=== Begin Enclosure ===
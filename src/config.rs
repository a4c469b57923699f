//! Turns a parsed [`Cli`](crate::cli::Cli) into a validated, strongly-typed
//! [`Config`], resolving every enum flag through its module's `FromStr` and
//! computing `max_time_local_search` when `-1` requests the `O_time`/`P_time`
//! formula. Resolves the CLI once into a single struct threaded through the
//! rest of the program rather than re-reading `ArgMatches` everywhere.

use std::time::Duration;

use crate::cli::Cli;
use crate::error::{Result, WvcpError};
use crate::initializers::Initialization;
use crate::local_search::LocalSearchKind;
use crate::mcts::{SimulationPolicy, StopPolicy};

/// Which [`crate::driver::Method`] to run.
#[derive(Debug, Clone, Copy, PartialEq, Eq)]
pub enum MethodKind {
    /// Initialize once, run one local search once.
    LocalSearch,
    /// Grow an MCTS tree.
    Mcts,
}

impl std::str::FromStr for MethodKind {
    type Err = WvcpError;

    fn from_str(s: &str) -> std::result::Result<Self, Self::Err> {
        match s {
            "local_search" => Ok(MethodKind::LocalSearch),
            "mcts" => Ok(MethodKind::Mcts),
            other => Err(WvcpError::UnknownEnumValue { flag: "method".to_string(), value: other.to_string() }),
        }
    }
}

/// Validated run configuration: every flag of [`Cli`] resolved to its typed
/// form, with `max_time_local_search` already computed.
#[derive(Debug, Clone)]
pub struct Config {
    /// echoed verbatim into the CSV run-parameters columns
    pub problem: String,
    /// instance file stem (without `.col`/`.col.w`)
    pub instance: String,
    pub(crate) method: MethodKind,
    /// global wall-clock deadline
    pub time_limit: Duration,
    pub rand_seed: u64,
    pub target: Option<i32>,
    pub nb_max_iterations: u64,
    pub initialization: Initialization,
    pub local_search: LocalSearchKind,
    pub simulation: Option<SimulationPolicy>,
    pub objective: StopPolicy,
    pub coeff_exploi_explo: f64,
    /// `-1` derives `O + ⌈P·n⌉` seconds, floored at 1
    pub max_time_local_search: Duration,
    pub nb_iter_local_search: u64,
    pub output_file: Option<String>,
}

impl Config {
    /// Validates `cli` against an instance of `n` vertices (needed only to
    /// resolve `-1`-valued `max_time_local_search`).
    pub fn from_cli(cli: &Cli, n: usize) -> Result<Self> {
        if cli.problem != "wvcp" && cli.problem != "gcp" {
            return Err(WvcpError::UnknownEnumValue { flag: "problem".to_string(), value: cli.problem.clone() });
        }
        let method: MethodKind = cli.method.parse()?;
        let initialization: Initialization = cli.initialization.parse()?;
        let local_search: LocalSearchKind = cli.local_search.parse()?;
        let simulation = cli.simulation.as_deref().map(str::parse).transpose()?;
        let objective: StopPolicy = cli.objective.parse()?;

        let max_time_local_search = if cli.max_time_local_search < 0.0 {
            let derived = cli.o_time as f64 + (cli.p_time * n as f64).ceil();
            Duration::from_secs_f64(derived.max(1.0))
        } else {
            Duration::from_secs_f64(cli.max_time_local_search.max(0.0))
        };

        Ok(Self {
            problem: cli.problem.clone(),
            instance: cli.instance.clone(),
            method,
            time_limit: Duration::from_secs_f64(cli.time_limit.max(0.0)),
            rand_seed: cli.rand_seed,
            target: cli.target,
            nb_max_iterations: cli.nb_max_iterations,
            initialization,
            local_search,
            simulation,
            objective,
            coeff_exploi_explo: cli.coeff_exploi_explo,
            max_time_local_search,
            nb_iter_local_search: cli.nb_iter_local_search,
            output_file: cli.output_file.clone(),
        })
    }
}

#[cfg(test)]
mod tests {
    use super::*;
    use clap::Parser;

    fn parse(args: &[&str]) -> Cli {
        let mut full = vec!["wvcp-mcts"];
        full.extend_from_slice(args);
        Cli::parse_from(full)
    }

    #[test]
    fn derives_max_time_local_search_from_o_and_p() {
        let cli = parse(&["--instance", "foo", "--max_time_local_search", "-1", "--O_time", "2", "--P_time", "0.1"]);
        let config = Config::from_cli(&cli, 100).unwrap();
        assert_eq!(config.max_time_local_search, Duration::from_secs_f64(2.0 + 10.0));
    }

    #[test]
    fn rejects_unknown_problem() {
        let cli = parse(&["--instance", "foo", "--problem", "nope"]);
        assert!(Config::from_cli(&cli, 10).is_err());
    }

    #[test]
    fn accepts_well_formed_defaults() {
        let cli = parse(&["--instance", "foo"]);
        let config = Config::from_cli(&cli, 10).unwrap();
        assert_eq!(config.local_search, LocalSearchKind::None);
        assert_eq!(config.method, MethodKind::LocalSearch);
    }
}
#[cfg(test)]
mod tests {
    use super::*;

    fn triangle() -> Graph {
        Graph::new("k3", vec![vec![1, 2], vec![0, 2], vec![0, 1]], vec![3, 2, 1])
    }

    fn path4() -> Graph {
        // a-b-c-d, weights (5,4,3,2)
        Graph::new("p4", vec![vec![1], vec![0, 2], vec![1, 3], vec![2]], vec![5, 4, 3, 2])
    }

    #[test]
    fn coloring_triangle_optimally_scores_six() {
        let g = triangle();
        let mut a = Assignment::new(&g);
        a.add_to(0, ColorTarget::New, &g);
        a.add_to(1, ColorTarget::New, &g);
        a.add_to(2, ColorTarget::New, &g);
        assert_eq!(a.score(), 6);
        assert_eq!(a.penalty(), 0);
        assert!(a.check_solution(&g));
    }

    #[test]
    fn partition_path4_scores_nine() {
        let g = path4();
        let mut a = Assignment::new(&g);
        a.add_to(0, ColorTarget::New, &g); // a -> color 0
        a.add_to(2, ColorTarget::Existing(0), &g); // c -> color 0 (non-adjacent to a)
        a.add_to(1, ColorTarget::New, &g); // b -> color 1
        a.add_to(3, ColorTarget::Existing(1), &g); // d -> color 1
        assert_eq!(a.penalty(), 0);
        assert_eq!(a.score(), 9);
        assert!(a.check_solution(&g));
    }

    #[test]
    fn delta_score_matches_applied_move() {
        let g = triangle();
        let mut a = Assignment::new(&g);
        a.add_to(0, ColorTarget::New, &g);
        a.add_to(1, ColorTarget::New, &g);
        let before = a.score();
        let predicted = a.delta_score(2, ColorTarget::Existing(0), &g);
        a.add_to(2, ColorTarget::Existing(0), &g);
        assert_eq!(a.score() - before, predicted);
    }

    #[test]
    fn add_then_delete_restores_state() {
        let g = triangle();
        let mut a = Assignment::new(&g);
        a.add_to(0, ColorTarget::New, &g);
        a.add_to(1, ColorTarget::New, &g);
        let score_before = a.score();
        let penalty_before = a.penalty();
        let free_before = a.free_colors(2);
        a.add_to(2, ColorTarget::Existing(0), &g);
        a.delete_from(2, &g);
        assert_eq!(a.score(), score_before);
        assert_eq!(a.penalty(), penalty_before);
        assert_eq!(a.free_colors(2), free_before);
    }

    #[test]
    fn increment_edge_weights_raises_penalty_by_conflict_count() {
        let g = triangle();
        let mut a = Assignment::new(&g);
        a.add_to(0, ColorTarget::New, &g);
        a.add_to(1, ColorTarget::Existing(0), &g); // conflict: edge (0,1) monochromatic
        assert_eq!(a.penalty(), 1);
        a.increment_edge_weights(&g);
        assert_eq!(a.penalty(), 2);
        assert_eq!(a.edge_weight(0, 1), 2);
    }

    #[test]
    fn available_colors_excludes_conflicting() {
        let g = triangle();
        let mut a = Assignment::new(&g);
        a.add_to(0, ColorTarget::New, &g);
        assert!(a.available_colors(1).is_empty()); // adjacent to 0's color
        a.add_to(1, ColorTarget::New, &g);
        assert_eq!(a.available_colors(2), Vec::<usize>::new()); // adjacent to both
    }

    #[test]
    fn free_colors_counts_nonconflicting_heavy_enough_colors() {
        let g = triangle();
        let mut a = Assignment::new(&g);
        a.add_to(0, ColorTarget::New, &g); // color 0 holds weight 3
        // vertex 2 (weight 1) is adjacent to 0, so color 0 conflicts -> not free
        assert_eq!(a.free_colors(2), 0);
    }
}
=== End Enclosure ===
TASK OBJECTIVE:
Please go over the data above and copy each line with "through" in it.

RESPONSE:
//! [`Config`], resolving every enum flag through its module's `FromStr` and
//! formula. Resolves the CLI once into a single struct threaded through the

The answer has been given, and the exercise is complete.